In the field of predictive process monitoring, deep neural network based AI models have demonstrated remarkable ability to anticipate the future state or outcome of ongoing cases. However, their black-box nature generates distrust and limits adoption in business environments where transparency is critical. To address this challenge, attribution-based explainability methods such as SHAP have emerged, allowing identification of which variables or events contribute to a prediction. Nevertheless, applying these methods directly to event sequences presents a dilemma: event-level attributions are computationally expensive for long traces, while explanations based on aggregated representations lose control-flow dynamics. In this article we propose a control-flow-oriented segmentation approach that overcomes this limitation and show how companies like Q2BSTUDIO can integrate these capabilities into their solutions.

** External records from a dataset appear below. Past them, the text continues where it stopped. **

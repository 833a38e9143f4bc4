//! Rule-based burnout scoring.
//!
//! The raw burnout score is a weighted sum of five penalty terms computed
//! from [`SanitizedInputs`]. Each penalty is clipped at zero, optionally
//! capped, then weighted:
//!
//! | Term   | Penalty                    | Weight |
//! |--------|----------------------------|--------|
//! | sleep  | `max(0, 7 - sleep_hours)`  | 0.7    |
//! | study  | `max(0, study_hours - 3)`  | 0.4    |
//! | screen | `max(0, screen_time - 3)`  | 0.3    |
//! | breaks | `max(0, break_count - 2)`  | 0.3    |
//! | mood   | `max(0, 4 - mood_score)`   | 0.5    |
//!
//! The score (rounded to two decimals) maps to a [`BurnoutLevel`] through
//! fixed descending thresholds.

use serde::{Deserialize, Serialize};
use tracing::debug;

use crate::error::ValidationError;
use crate::sanitize::SanitizedInputs;

/// Ordinal burnout level.
#[derive(Debug, Clone, Copy, PartialEq, Eq, PartialOrd, Ord, Hash, Serialize, Deserialize)]
pub enum BurnoutLevel {
    Low,
    Moderate,
    High,
    #[serde(rename = "Very High")]
    VeryHigh,
}

impl BurnoutLevel {
    pub fn as_str(&self) -> &'static str {
        match self {
            BurnoutLevel::Low => "Low",
            BurnoutLevel::Moderate => "Moderate",
            BurnoutLevel::High => "High",
            BurnoutLevel::VeryHigh => "Very High",
        }
    }
}

impl std::fmt::Display for BurnoutLevel {
    fn fmt(&self, f: &mut std::fmt::Formatter<'_>) -> std::fmt::Result {
        f.write_str(self.as_str())
    }
}

/// Weight applied to each penalty term.
#[derive(Debug, Clone, Copy, PartialEq, Serialize, Deserialize)]
pub struct PenaltyWeights {
    #[serde(default = "default_sleep_weight")]
    pub sleep: f64,
    #[serde(default = "default_study_weight")]
    pub study: f64,
    #[serde(default = "default_screen_weight")]
    pub screen: f64,
    #[serde(default = "default_breaks_weight")]
    pub breaks: f64,
    #[serde(default = "default_mood_weight")]
    pub mood: f64,
}

/// Reference points the penalties are measured against.
#[derive(Debug, Clone, Copy, PartialEq, Serialize, Deserialize)]
pub struct PenaltyTargets {
    /// Sleep below this many hours is penalized
    #[serde(default = "default_sleep_target")]
    pub sleep_hours: f64,
    /// Study above this many hours is penalized
    #[serde(default = "default_study_allowance")]
    pub study_hours: f64,
    /// Screen time above this many hours is penalized
    #[serde(default = "default_screen_allowance")]
    pub screen_time: f64,
    /// Breaks above this count are penalized
    #[serde(default = "default_break_allowance")]
    pub break_count: f64,
    /// Mood below this score is penalized
    #[serde(default = "default_mood_target")]
    pub mood_score: f64,
}

/// Lower bounds of each level above Low.
#[derive(Debug, Clone, Copy, PartialEq, Serialize, Deserialize)]
pub struct BurnoutThresholds {
    #[serde(default = "default_very_high")]
    pub very_high: f64,
    #[serde(default = "default_high")]
    pub high: f64,
    #[serde(default = "default_moderate")]
    pub moderate: f64,
}

/// Scorer configuration.
#[derive(Debug, Clone, Copy, PartialEq, Serialize, Deserialize)]
pub struct BurnoutConfig {
    /// Cap each penalty at `penalty_cap` before weighting.
    #[serde(default)]
    pub cap_penalties: bool,
    #[serde(default = "default_penalty_cap")]
    pub penalty_cap: f64,
    #[serde(default)]
    pub weights: PenaltyWeights,
    #[serde(default)]
    pub targets: PenaltyTargets,
    #[serde(default)]
    pub thresholds: BurnoutThresholds,
}

fn default_sleep_weight() -> f64 {
    0.7
}
fn default_study_weight() -> f64 {
    0.4
}
fn default_screen_weight() -> f64 {
    0.3
}
fn default_breaks_weight() -> f64 {
    0.3
}
fn default_mood_weight() -> f64 {
    0.5
}
fn default_sleep_target() -> f64 {
    7.0
}
fn default_study_allowance() -> f64 {
    3.0
}
fn default_screen_allowance() -> f64 {
    3.0
}
fn default_break_allowance() -> f64 {
    2.0
}
fn default_mood_target() -> f64 {
    4.0
}
fn default_very_high() -> f64 {
    7.5
}
fn default_high() -> f64 {
    5.0
}
fn default_moderate() -> f64 {
    2.5
}
fn default_penalty_cap() -> f64 {
    5.0
}

impl Default for PenaltyWeights {
    fn default() -> Self {
        Self {
            sleep: default_sleep_weight(),
            study: default_study_weight(),
            screen: default_screen_weight(),
            breaks: default_breaks_weight(),
            mood: default_mood_weight(),
        }
    }
}

impl PenaltyWeights {
    /// Validate that all weights are finite and non-negative
    pub fn validate(&self) -> Result<(), ValidationError> {
        let weights = [
            ("sleep", self.sleep),
            ("study", self.study),
            ("screen", self.screen),
            ("breaks", self.breaks),
            ("mood", self.mood),
        ];

        for (name, value) in weights {
            if !value.is_finite() || value < 0.0 {
                return Err(ValidationError::InvalidWeight {
                    name: name.to_string(),
                    value,
                });
            }
        }
        Ok(())
    }
}

impl Default for PenaltyTargets {
    fn default() -> Self {
        Self {
            sleep_hours: default_sleep_target(),
            study_hours: default_study_allowance(),
            screen_time: default_screen_allowance(),
            break_count: default_break_allowance(),
            mood_score: default_mood_target(),
        }
    }
}

impl PenaltyTargets {
    /// Validate that all targets are finite
    pub fn validate(&self) -> Result<(), ValidationError> {
        let targets = [
            ("sleep_hours", self.sleep_hours),
            ("study_hours", self.study_hours),
            ("screen_time", self.screen_time),
            ("break_count", self.break_count),
            ("mood_score", self.mood_score),
        ];

        for (name, value) in targets {
            if !value.is_finite() {
                return Err(ValidationError::InvalidValue {
                    field: format!("burnout.targets.{name}"),
                    message: format!("must be finite, got {value}"),
                });
            }
        }
        Ok(())
    }
}

impl Default for BurnoutThresholds {
    fn default() -> Self {
        Self {
            very_high: default_very_high(),
            high: default_high(),
            moderate: default_moderate(),
        }
    }
}

impl BurnoutThresholds {
    /// Map a raw score to its level.
    pub fn level_for(&self, score: f64) -> BurnoutLevel {
        if score >= self.very_high {
            BurnoutLevel::VeryHigh
        } else if score >= self.high {
            BurnoutLevel::High
        } else if score >= self.moderate {
            BurnoutLevel::Moderate
        } else {
            BurnoutLevel::Low
        }
    }

    pub fn validate(&self) -> Result<(), ValidationError> {
        let ordered = self.very_high > self.high && self.high > self.moderate;
        let finite = [self.very_high, self.high, self.moderate]
            .iter()
            .all(|t| t.is_finite());
        if ordered && finite {
            Ok(())
        } else {
            Err(ValidationError::ThresholdOrder {
                very_high: self.very_high,
                high: self.high,
                moderate: self.moderate,
            })
        }
    }
}

impl Default for BurnoutConfig {
    fn default() -> Self {
        Self {
            cap_penalties: false,
            penalty_cap: default_penalty_cap(),
            weights: PenaltyWeights::default(),
            targets: PenaltyTargets::default(),
            thresholds: BurnoutThresholds::default(),
        }
    }
}

impl BurnoutConfig {
    pub fn validate(&self) -> Result<(), ValidationError> {
        self.weights.validate()?;
        self.targets.validate()?;
        self.thresholds.validate()?;
        if self.cap_penalties && !(self.penalty_cap.is_finite() && self.penalty_cap >= 0.0) {
            return Err(ValidationError::InvalidValue {
                field: "burnout.penalty_cap".to_string(),
                message: format!("must be finite and non-negative, got {}", self.penalty_cap),
            });
        }
        Ok(())
    }
}

/// One penalty term of the score.
#[derive(Debug, Clone, PartialEq, Serialize, Deserialize)]
pub struct PenaltyTerm {
    /// Term name
    pub name: String,
    /// Penalty after clipping (and capping, when enabled)
    pub penalty: f64,
    /// Weight for this term
    pub weight: f64,
    /// `weight * penalty`
    pub contribution: f64,
}

impl PenaltyTerm {
    fn new(name: &str, penalty: f64, weight: f64) -> Self {
        Self {
            name: name.to_string(),
            penalty,
            weight,
            contribution: weight * penalty,
        }
    }
}

/// Scoring result with per-term breakdown.
#[derive(Debug, Clone, PartialEq, Serialize, Deserialize)]
pub struct BurnoutAssessment {
    pub terms: Vec<PenaltyTerm>,
    /// Weighted sum rounded to two decimals
    pub raw_score: f64,
    pub level: BurnoutLevel,
}

impl BurnoutAssessment {
    /// Get the top contributing term, if any term contributes
    pub fn top_term(&self) -> Option<&PenaltyTerm> {
        self.terms
            .iter()
            .filter(|t| t.contribution > 0.0)
            .max_by(|a, b| a.contribution.total_cmp(&b.contribution))
    }

    pub fn term(&self, name: &str) -> Option<&PenaltyTerm> {
        self.terms.iter().find(|t| t.name == name)
    }
}

/// Computes [`BurnoutAssessment`]s.
#[derive(Debug, Clone, Default)]
pub struct BurnoutScorer {
    config: BurnoutConfig,
}

impl BurnoutScorer {
    pub fn new() -> Self {
        Self::default()
    }

    pub fn with_config(config: BurnoutConfig) -> Self {
        Self { config }
    }

    pub fn config(&self) -> &BurnoutConfig {
        &self.config
    }

    fn penalty(&self, excess: f64) -> f64 {
        let clipped = excess.max(0.0);
        if self.config.cap_penalties {
            clipped.min(self.config.penalty_cap)
        } else {
            clipped
        }
    }

    /// Score sanitized inputs.
    pub fn score(&self, inputs: &SanitizedInputs) -> BurnoutAssessment {
        let t = &self.config.targets;
        let w = &self.config.weights;

        let terms = vec![
            PenaltyTerm::new("sleep", self.penalty(t.sleep_hours - inputs.sleep_hours), w.sleep),
            PenaltyTerm::new("study", self.penalty(inputs.study_hours - t.study_hours), w.study),
            PenaltyTerm::new("screen", self.penalty(inputs.screen_time - t.screen_time), w.screen),
            PenaltyTerm::new(
                "breaks",
                self.penalty(inputs.break_count as f64 - t.break_count),
                w.breaks,
            ),
            PenaltyTerm::new("mood", self.penalty(t.mood_score - inputs.mood_score as f64), w.mood),
        ];

        let sum: f64 = terms.iter().map(|term| term.contribution).sum();
        let raw_score = round2(sum);
        let level = self.config.thresholds.level_for(raw_score);

        debug!(raw_score, level = %level, "scored burnout");

        BurnoutAssessment {
            terms,
            raw_score,
            level,
        }
    }
}

fn round2(value: f64) -> f64 {
    (value * 100.0).round() / 100.0
}

#[cfg(test)]
mod tests {
    use super::*;
    use crate::record::DailyStudyRecord;
    use crate::sanitize::sanitize;
    use proptest::prelude::*;

    fn nominal() -> SanitizedInputs {
        sanitize(&DailyStudyRecord::default())
    }

    #[test]
    fn short_sleep_contributes_sleep_penalty() {
        let inputs = SanitizedInputs {
            sleep_hours: 4.0,
            ..nominal()
        };
        let assessment = BurnoutScorer::new().score(&inputs);
        let sleep = assessment.term("sleep").unwrap();
        assert_eq!(sleep.penalty, 3.0);
        assert!((sleep.contribution - 2.1).abs() < 1e-9);
    }

    #[test]
    fn nominal_day_scores_low() {
        // study 4 -> 0.4, screen 4 -> 0.3, breaks 3 -> 0.3, mood 3 -> 0.5
        let assessment = BurnoutScorer::new().score(&nominal());
        assert!((assessment.raw_score - 1.5).abs() < 1e-9);
        assert_eq!(assessment.level, BurnoutLevel::Low);
        assert_eq!(assessment.top_term().unwrap().name, "mood");
    }

    #[test]
    fn rested_day_has_no_top_term() {
        let inputs = SanitizedInputs {
            study_hours: 2.0,
            sleep_hours: 8.0,
            screen_time: 1.0,
            break_count: 1,
            mood_score: 5,
        };
        let assessment = BurnoutScorer::new().score(&inputs);
        assert_eq!(assessment.raw_score, 0.0);
        assert!(assessment.top_term().is_none());
    }

    #[test]
    fn worst_day_scores_very_high() {
        let inputs = SanitizedInputs {
            study_hours: 10.0,
            sleep_hours: 1.0,
            screen_time: 12.0,
            break_count: 10,
            mood_score: 1,
        };
        let assessment = BurnoutScorer::new().score(&inputs);
        // 0.7*6 + 0.4*7 + 0.3*9 + 0.3*8 + 0.5*3
        assert!((assessment.raw_score - 13.6).abs() < 1e-9);
        assert_eq!(assessment.level, BurnoutLevel::VeryHigh);
    }

    #[test]
    fn capped_penalties_limit_each_term() {
        let scorer = BurnoutScorer::with_config(BurnoutConfig {
            cap_penalties: true,
            penalty_cap: 2.0,
            ..BurnoutConfig::default()
        });
        let inputs = SanitizedInputs {
            sleep_hours: 1.0,
            ..nominal()
        };
        let sleep = scorer.score(&inputs).term("sleep").cloned().unwrap();
        assert_eq!(sleep.penalty, 2.0);
    }

    #[test]
    fn thresholds_are_inclusive_lower_bounds() {
        let t = BurnoutThresholds::default();
        assert_eq!(t.level_for(2.49), BurnoutLevel::Low);
        assert_eq!(t.level_for(2.5), BurnoutLevel::Moderate);
        assert_eq!(t.level_for(5.0), BurnoutLevel::High);
        assert_eq!(t.level_for(7.5), BurnoutLevel::VeryHigh);
    }

    #[test]
    fn threshold_validation_rejects_disorder() {
        let t = BurnoutThresholds {
            very_high: 5.0,
            high: 5.0,
            moderate: 2.5,
        };
        assert!(t.validate().is_err());
        assert!(BurnoutThresholds::default().validate().is_ok());
    }

    #[test]
    fn weight_validation_rejects_negative() {
        let w = PenaltyWeights {
            mood: -0.1,
            ..PenaltyWeights::default()
        };
        assert!(w.validate().is_err());
    }

    #[test]
    fn level_serializes_with_display_name() {
        let json = serde_json::to_string(&BurnoutLevel::VeryHigh).unwrap();
        assert_eq!(json, "\"Very High\"");
        assert_eq!(BurnoutLevel::Moderate.to_string(), "Moderate");
    }

    proptest! {
        #[test]
        fn level_is_monotonic_in_score(a in -5.0f64..20.0, b in -5.0f64..20.0) {
            let t = BurnoutThresholds::default();
            let (lo, hi) = if a <= b { (a, b) } else { (b, a) };
            prop_assert!(t.level_for(lo) <= t.level_for(hi));
        }

        #[test]
        fn raw_score_is_non_negative(
            study in 0.5f64..=10.0,
            sleep in 1.0f64..=10.0,
            screen in 0.0f64..=12.0,
            breaks in 0u32..=10,
            mood in 1u8..=5,
        ) {
            let inputs = SanitizedInputs {
                study_hours: study,
                sleep_hours: sleep,
                screen_time: screen,
                break_count: breaks,
                mood_score: mood,
            };
            prop_assert!(BurnoutScorer::new().score(&inputs).raw_score >= 0.0);
        }
    }
}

Segmentation of traces into meaningful segments, following process logic, enables segment-level SHAP explanations. This way, it is possible to identify which parts of a trace influence the prediction and at which change points the case steers toward the predicted outcome. This method not only reduces computational complexity but also provides interpretations aligned with operational business reality. In a practical context, a financial institution using a predictive model for loan approval can understand why an application is rejected: perhaps a change in submitted documentation or a delay in income verification are the determining factors. Explainability thus becomes an auditing and continuous improvement tool.

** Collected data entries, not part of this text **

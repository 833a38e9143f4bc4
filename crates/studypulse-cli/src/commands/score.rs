use clap::Args;
use studypulse_core::{Analyzer, Config};

use super::input::DayArgs;
use crate::render;

#[derive(Args)]
pub struct ScoreArgs {
    #[command(flatten)]
    pub day: DayArgs,

    /// Output as JSON
    #[arg(long)]
    pub json: bool,
}

pub fn run(args: ScoreArgs) -> Result<(), Box<dyn std::error::Error>> {
    let config = Config::load()?;
    let assessment = Analyzer::from_config(&config).assess(&args.day.to_record());

    if args.json {
        println!("{}", serde_json::to_string_pretty(&assessment)?);
        return Ok(());
    }

    println!("{}", render::burnout(&assessment.burnout));
    println!();
    println!("{}", render::advice(&assessment.advice));
    Ok(())
}
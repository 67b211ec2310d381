//! Admission webhook for Tasklane pods
//!
//! Serves a single mutating endpoint that injects `CF_INSTANCE_INDEX` into the
//! runtime container of every newly created pod.

pub mod instance_index;

use axum::{
    routing::{get, post},
    Router,
};

pub use instance_index::{mutate, WebhookError};

/// Path the `MutatingWebhookConfiguration` points at
pub const MUTATE_PODS_PATH: &str = "/mutate/pods";

/// Build the webhook router
pub fn webhook_router() -> Router {
    Router::new()
        .route(MUTATE_PODS_PATH, post(instance_index::mutate_handler))
        .route("/healthz", get(healthz))
}

async fn healthz() -> &'static str {
    "ok"
}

From a technical perspective, implementing these mechanisms requires robust infrastructure. Q2BSTUDIO offers custom software development that integrates AI models with explainability capabilities. Their engineering team designs cloud data pipelines, whether AWS or Azure, that process events in real time and generate segmented explanations. Furthermore, cybersecurity is a fundamental pillar: when exposing the reasons behind an automated decision, sensitive data must be protected and models must not leak privileged information. Therefore, Q2BSTUDIO incorporates cybersecurity practices in all its AI developments.

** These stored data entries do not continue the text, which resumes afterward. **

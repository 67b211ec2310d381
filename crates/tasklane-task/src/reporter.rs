//! Completion callback reporting
//!
//! A finished task is reported by POSTing a `TaskCompletedRequest` to the URL
//! the platform placed in the task container's `COMPLETION_CALLBACK` env.

use async_trait::async_trait;
use k8s_openapi::api::core::v1::{ContainerStateTerminated, Pod};
use kube::ResourceExt;
use serde::{Deserialize, Serialize};
use tracing::{debug, info};

#[cfg(test)]
use mockall::automock;

use tasklane_common::{TasklaneConfig, ENV_COMPLETION_CALLBACK, LABEL_GUID, TASK_CONTAINER_NAME};

use crate::error::TaskError;

/// Reports the outcome of a terminated task pod
#[cfg_attr(test, automock)]
#[async_trait]
pub trait Reporter: Send + Sync {
    async fn report(&self, pod: &Pod) -> Result<(), TaskError>;
}

/// Body POSTed to the completion callback
#[derive(Clone, Debug, Serialize, Deserialize, PartialEq, Eq)]
#[serde(rename_all = "camelCase")]
pub struct TaskCompletedRequest {
    pub task_guid: String,
    pub failed: bool,
    #[serde(default, skip_serializing_if = "String::is_empty")]
    pub failure_reason: String,
}

impl TaskCompletedRequest {
    /// Build the request from the task container's terminated state
    pub fn from_terminated(task_guid: &str, terminated: &ContainerStateTerminated) -> Self {
        let failed = terminated.exit_code != 0;
        let failure_reason = if failed {
            terminated
                .message
                .clone()
                .filter(|m| !m.is_empty())
                .or_else(|| terminated.reason.clone().filter(|r| !r.is_empty()))
                .unwrap_or_else(|| format!("exit code {}", terminated.exit_code))
        } else {
            String::new()
        };

        Self {
            task_guid: task_guid.to_string(),
            failed,
            failure_reason,
        }
    }
}

/// `Reporter` that calls the task's completion callback over HTTP
pub struct CallbackReporter {
    http: reqwest::Client,
    task_container_name: String,
}

impl CallbackReporter {
    pub fn new(http: reqwest::Client) -> Self {
        Self {
            http,
            task_container_name: TASK_CONTAINER_NAME.to_string(),
        }
    }

    /// Build a reporter, trusting `callbackCaPath` when configured
    pub fn from_config(config: &TasklaneConfig) -> Result<Self, TaskError> {
        let mut builder = reqwest::Client::builder();

        if let Some(path) = &config.callback_ca_path {
            let pem = std::fs::read(path).map_err(|e| {
                TaskError::Config(format!(
                    "failed to read callback CA {}: {}",
                    path.display(),
                    e
                ))
            })?;
            let ca = reqwest::Certificate::from_pem(&pem)
                .map_err(|e| TaskError::Config(format!("invalid callback CA certificate: {}", e)))?;
            builder = builder.add_root_certificate(ca);
        }

        let http = builder
            .build()
            .map_err(|e| TaskError::Config(format!("failed to build HTTP client: {}", e)))?;
        Ok(Self::new(http))
    }

    /// Override the container that carries the callback and exit status
    pub fn with_task_container_name(mut self, name: impl Into<String>) -> Self {
        self.task_container_name = name.into();
        self
    }

    /// Callback URL from the task container's spec env
    pub fn callback_url(&self, pod: &Pod) -> Option<String> {
        pod.spec
            .as_ref()?
            .containers
            .iter()
            .find(|c| c.name == self.task_container_name)?
            .env
            .as_ref()?
            .iter()
            .find(|e| e.name == ENV_COMPLETION_CALLBACK)
            .and_then(|e| e.value.clone())
            .filter(|v| !v.is_empty())
    }

    /// Completion payload for a terminated pod, if its task container finished
    pub fn completion_request(&self, pod: &Pod) -> Option<TaskCompletedRequest> {
        let terminated = pod
            .status
            .as_ref()?
            .container_statuses
            .as_ref()?
            .iter()
            .find(|s| s.name == self.task_container_name)?
            .state
            .as_ref()?
            .terminated
            .as_ref()?;

        let guid = pod.labels().get(LABEL_GUID).cloned().unwrap_or_default();
        Some(TaskCompletedRequest::from_terminated(&guid, terminated))
    }
}

#[async_trait]
impl Reporter for CallbackReporter {
    async fn report(&self, pod: &Pod) -> Result<(), TaskError> {
        let url = self.callback_url(pod).ok_or_else(|| {
            TaskError::Callback(format!(
                "pod {} has no {} in container {}",
                pod.name_any(),
                ENV_COMPLETION_CALLBACK,
                self.task_container_name
            ))
        })?;
        let request = self.completion_request(pod).ok_or_else(|| {
            TaskError::Callback(format!("pod {} has not terminated", pod.name_any()))
        })?;

        debug!(guid = %request.task_guid, url = %url, failed = request.failed, "sending completion callback");

        let response = self.http.post(&url).json(&request).send().await?;

        if !response.status().is_success() {
            let status = response.status();
            let body = response.text().await.unwrap_or_default();
            return Err(TaskError::Callback(format!(
                "callback to {} returned {}: {}",
                url, status, body
            )));
        }

        info!(guid = %request.task_guid, failed = request.failed, "completion callback delivered");
        Ok(())
    }
}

Another relevant aspect is integration with Business Intelligence (BI) systems. The explanations generated by the model can feed Power BI dashboards, allowing analysts to visualize trends and anomalies in process behavior. Q2BSTUDIO deploys BI solutions with Power BI that link predictions to business metrics, facilitating informed decision-making. Likewise, intelligent automation via AI agents enables, when a critical change point is detected, the system to autonomously trigger corrective actions, always under human supervision thanks to the provided explanations.
The control-flow-based segmentation method is not only applicable to predictive process monitoring but can be extended to other domains such as fraud detection, predictive maintenance, or supply chain management. In all these cases, the ability to understand the 'why' of a prediction increases trust and allows models to be adjusted more efficiently. Q2BSTUDIO, as a software and technology development company, has the necessary expertise to implement these architectures, combining AI, cloud computing, and cybersecurity in a coherent ecosystem.
In conclusion, attribution explainability solves one of the main obstacles to AI adoption in critical processes. By segmenting traces according to control-flow logic, actionable explanations are obtained without sacrificing computational performance. For organizations seeking to maximize the value of their operational data, having a technology partner like Q2BSTUDIO enables them to deploy transparent, secure AI solutions aligned with their business objectives. The combination of custom development, cloud AWS/Azure, BI, and AI agents forms a comprehensive offering that transforms predictive monitoring into a real competitive advantage.